Le discours à propos des femmes siégeant aux conseils d’administration a changé depuis deux ans : on ne se demande plus pourquoi il faut davantage de femmes à la table, mais plutôt comment les recruter, et rapidement. Cet état de fait est dû en partie à des modifications aux dispositions de la loi sur les valeurs mobilières qui favorise une représentation accrue des femmes au sein des conseils d’administration et dans les postes de direction.
Des mesures concrètes ont été prises à cet égard, mais nous sommes encore loin du but ultime, soit la parité hommes-femmes dans la composition des conseils d’administration et à tous les échelons des entreprises. Les organisations ne peuvent livrer concurrence efficacement dans l’économie mondiale en misant sur le talent de seulement la moitié de la main-d’œuvre. Elles peuvent et doivent s’efforcer de créer des milieux de travail inclusifs qui reconnaissent, forment et font progresser à la fois les hommes et les femmes.

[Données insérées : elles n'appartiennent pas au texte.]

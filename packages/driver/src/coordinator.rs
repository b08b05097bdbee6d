//! Driver-side ride coordinator: the single task that owns the active
//! ride's mutable state and is the sole authority on its phase. Unlike the
//! rider, which only ever derives its UI stage from what the driver last
//! published, the driver decides every `StatusUpdate` itself and is the one
//! that claims the HTLC escrow once the ride completes.

use std::sync::Arc;

use secp256k1::SecretKey;
use serde::Serialize;
use sqlx::sqlite::SqlitePool;
use tokio::sync::{mpsc, oneshot};
use tokio::time::{sleep, Duration};
use tracing::{debug, info, warn};
use wayfare_core::event::{sign, EventDraft};
use wayfare_core::ride::{transition, RideContext, RideEvent, RideState, TransitionResult};
use wayfare_core::storage::{self, ActiveRideSnapshot, NewHistoryEntry};
use wayfare_core::types::{Kind, OfferMode, PaymentMethod, RidePhase, MAX_PIN_ATTEMPTS};
use wayfare_core::{Event, Id32};
use wayfare_payment::{PaymentEngine, Proofs};
use wayfare_relay::RelayHandle;

use crate::availability::{self, LastPublished};
use crate::intake::{self, IncomingOffer, IntakeDisposition};
use crate::metrics;

/// Claim retry backoff, same shape as the payment engine's bridge-deposit
/// retry: a few quick attempts rather than one shot, since the mint may be
/// momentarily unavailable right after the rider reveals the preimage.
const CLAIM_RETRY_BACKOFFS_SECS: [u64; 4] = [0, 2, 4, 8];

pub enum Command {
    /// The driver accepted an outstanding `OFFER`.
    OfferAccepted { rider_pubkey: Id32 },
    /// The rider's signed `CONFIRMATION` arrived with the HTLC-locked fare.
    RiderConfirmed {
        payment_hash: Id32,
        payment_path: wayfare_core::PaymentPath,
        mint_url: String,
        locked_proofs: Proofs,
    },
    /// The driver advances the ride phase (en route, arrived, in progress).
    AdvanceStatus(RidePhase),
    /// The rider (or app) submitted a PIN; compared locally against the
    /// value the driver generated at pickup.
    PinSubmitted { presented_pin: String, expected_pin: String },
    /// Ride completed; `preimage` is the escrow secret revealed to the
    /// driver once the PIN check passed, used to claim the fare.
    CompleteRide { final_fare_sats: Option<u64>, preimage: Option<[u8; 32]> },
    Cancel { reason: String },
    /// A fresh GPS fix; re-published as `AVAILABILITY` only when
    /// [`availability::should_republish`] says it's due.
    UpdateLocation {
        lat: f64,
        lon: f64,
        geohash: String,
        payment_methods: Vec<PaymentMethod>,
        roadflare_only: bool,
    },
    GetState { reply: oneshot::Sender<(RideState, RideContext)> },
    Shutdown,
}

pub struct Coordinator {
    commands: mpsc::Sender<Command>,
}

impl Coordinator {
    pub fn spawn(
        db: SqlitePool,
        relay: Arc<dyn RelayHandle>,
        payment: Arc<PaymentEngine>,
        identity_secret: SecretKey,
        identity_pubkey: Id32,
    ) -> Self {
        let (tx, rx) = mpsc::channel(64);
        tokio::spawn(run(db, relay, payment, identity_secret, identity_pubkey, tx.clone(), rx));
        Self { commands: tx }
    }

    pub async fn send(&self, cmd: Command) {
        let _ = self.commands.send(cmd).await;
    }

    pub async fn state(&self) -> Option<(RideState, RideContext)> {
        let (tx, rx) = oneshot::channel();
        self.commands.send(Command::GetState { reply: tx }).await.ok()?;
        rx.await.ok()
    }
}

/// Fields the driver coordinator tracks alongside the shared `RideContext`
/// that do not participate in transition validity (the mint url and the
/// proofs locked under the HTLC, needed only to claim at completion).
#[derive(Default)]
struct DriverExtra {
    mint_url: Option<String>,
    locked_proofs: Option<Proofs>,
}

async fn run(
    db: SqlitePool,
    relay: Arc<dyn RelayHandle>,
    payment: Arc<PaymentEngine>,
    identity_secret: SecretKey,
    identity_pubkey: Id32,
    self_commands: mpsc::Sender<Command>,
    mut commands: mpsc::Receiver<Command>,
) {
    let mut state = RideState::Created;
    let mut ctx = RideContext::default();
    let mut extra = DriverExtra::default();
    let mut last_published: Option<LastPublished> = None;

    if let Ok(Some(snapshot)) = storage::restore_active_ride(&db).await {
        if let (Ok(restored), Some(restored_state)) = (
            serde_json::from_str::<RideContext>(&snapshot.context_json),
            parse_ride_state(&snapshot.state),
        ) {
            ctx = restored;
            state = restored_state;
            info!(confirmation_id = %snapshot.confirmation_id, "restored active ride session");
        }
    }

    let my_pubkey_hex = identity_pubkey.to_hex();
    relay
        .subscribe(
            "driver-offers".to_string(),
            vec![serde_json::json!({ "kinds": [Kind::Offer.as_u32()] })],
            Arc::new(move |event: Event| handle_incoming_offer(&event, &my_pubkey_hex)),
        )
        .await;
    {
        let cancel_tx = self_commands.clone();
        relay
            .subscribe(
                "driver-cancellations".to_string(),
                vec![serde_json::json!({ "kinds": [Kind::Cancellation.as_u32()] })],
                Arc::new(move |event: Event| {
                    let _ = cancel_tx.try_send(Command::Cancel { reason: event.content.clone() });
                }),
            )
            .await;
    }
    {
        let preimage_tx = self_commands.clone();
        relay
            .subscribe(
                "driver-chat".to_string(),
                vec![serde_json::json!({ "kinds": [Kind::Chat.as_u32()] })],
                Arc::new(move |event: Event| {
                    if let Some(preimage) = parse_preimage_reveal(&event) {
                        let _ = preimage_tx.try_send(Command::CompleteRide {
                            final_fare_sats: None,
                            preimage: Some(preimage),
                        });
                    }
                }),
            )
            .await;
    }

    while let Some(cmd) = commands.recv().await {
        match cmd {
            Command::GetState { reply } => {
                let _ = reply.send((state, ctx.clone()));
            }
            Command::Shutdown => break,
            Command::OfferAccepted { rider_pubkey } => {
                apply(&mut state, &mut ctx, RideEvent::Accept { driver_pubkey: identity_pubkey }, &db).await;
                publish_event(
                    &relay,
                    &identity_secret,
                    identity_pubkey,
                    Kind::Acceptance,
                    vec![vec!["p".to_string(), rider_pubkey.to_hex()]],
                    String::new(),
                )
                .await;
            }
            Command::RiderConfirmed { payment_hash, payment_path, mint_url, locked_proofs } => {
                extra.mint_url = Some(mint_url);
                extra.locked_proofs = Some(locked_proofs);
                apply(&mut state, &mut ctx, RideEvent::Confirm { payment_hash, payment_path }, &db).await;
            }
            Command::AdvanceStatus(phase) => {
                apply(&mut state, &mut ctx, RideEvent::StatusUpdate(phase), &db).await;
                publish_driver_state(&relay, &identity_secret, identity_pubkey, phase.as_str(), None).await;
            }
            Command::PinSubmitted { presented_pin, expected_pin } => {
                let verified = presented_pin == expected_pin;
                apply(&mut state, &mut ctx, RideEvent::PinVerify { verified }, &db).await;
                metrics::record_pin_verification(if verified { "correct" } else { "wrong" });
                if !verified && ctx.pin_attempts >= MAX_PIN_ATTEMPTS {
                    warn!(attempts = ctx.pin_attempts, "PIN brute-force threshold reached, cancelling ride");
                    let reason = "pin brute-force threshold reached".to_string();
                    let history = history_entry(&ctx, "driver", &reason);
                    apply(
                        &mut state,
                        &mut ctx,
                        RideEvent::Cancel { by_pubkey: Id32([0u8; 32]), reason: reason.clone() },
                        &db,
                    )
                    .await;
                    publish_event(&relay, &identity_secret, identity_pubkey, Kind::Cancellation, vec![], reason).await;
                    append_history(&db, history).await;
                }
            }
            Command::CompleteRide { final_fare_sats, preimage } => {
                apply(&mut state, &mut ctx, RideEvent::Complete { final_fare_sats }, &db).await;
                if state == RideState::Completed {
                    let path_label = ctx.payment_path.map(path_label).unwrap_or("unknown");
                    metrics::record_ride_completed(path_label);
                    publish_driver_state(&relay, &identity_secret, identity_pubkey, "completed", final_fare_sats).await;
                    claim_fare(&payment, &ctx, &extra, preimage).await;
                    let history = history_entry(&ctx, "driver", "completed");
                    append_history(&db, history).await;
                }
            }
            Command::Cancel { reason } => {
                metrics::record_ride_cancelled("driver");
                let history = history_entry(&ctx, "driver", &reason);
                apply(
                    &mut state,
                    &mut ctx,
                    RideEvent::Cancel { by_pubkey: Id32([0u8; 32]), reason: reason.clone() },
                    &db,
                )
                .await;
                publish_event(&relay, &identity_secret, identity_pubkey, Kind::Cancellation, vec![], reason).await;
                append_history(&db, history).await;
            }
            Command::UpdateLocation { lat, lon, geohash, payment_methods, roadflare_only } => {
                if roadflare_only {
                    last_published = None;
                } else if let Some(reason) = availability::should_republish(last_published, lat, lon, chrono::Utc::now().timestamp()) {
                    #[derive(Serialize)]
                    struct AvailabilityContent<'a> {
                        geohash: &'a str,
                        payment_methods: &'a [PaymentMethod],
                    }
                    let content = serde_json::to_string(&AvailabilityContent {
                        geohash: &geohash,
                        payment_methods: &payment_methods,
                    })
                    .unwrap_or_default();
                    publish_event(
                        &relay,
                        &identity_secret,
                        identity_pubkey,
                        Kind::Availability,
                        vec![vec!["g".to_string(), geohash]],
                        content,
                    )
                    .await;
                    last_published = Some(LastPublished {
                        geohash_lat: lat,
                        geohash_lon: lon,
                        published_at_unix: chrono::Utc::now().timestamp(),
                    });
                    debug!(reason = availability::reason_label(reason), "published availability heartbeat");
                }
            }
        }
    }
}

En septembre 2015, les Autorités canadiennes en valeurs mobilières ont rendu public un examen des progrès réalisés relativement aux modifications des règles de divulgation pour les sociétés cotées en bourse. L’examen a révélé qu’à peine quelques-unes s’étaient fixé des cibles concernant la nomination de femmes aux conseils d’administration ou à des postes de direction. La principale raison évoquée? La conviction que les candidates devraient être choisies en fonction du mérite.
Les études montrent pourtant que l’avancement fondé uniquement sur le mérite ne se produit que rarement, sinon jamais dans les milieux de travail, et que des inégalités systémiques persistent. Pour beaucoup d’entreprises canadiennes, le fait de compter une ou deux femmes dans des postes de direction a longtemps été un symbole suffisant de succès, mais on peut faire beaucoup mieux. Il est temps que les femmes qualifiées, expérimentées et prêtes à assumer des fonctions de haut niveau au Canada puissent accéder à des postes au sein des conseils d’administration et des équipes de direction. Et la manière la plus efficace d’y parvenir, c’est en établissant des cibles – ces cibles mêmes que des entreprises tardent à se fixer. La logique est simple : il est impossible de mesurer le progrès sans point de comparaison. Les organisations qui ont compris ce principe se sont déjà fixé des cibles à atteindre et plusieurs font preuve d’un leadership fort en se fixant des cibles de plus en plus exigeantes.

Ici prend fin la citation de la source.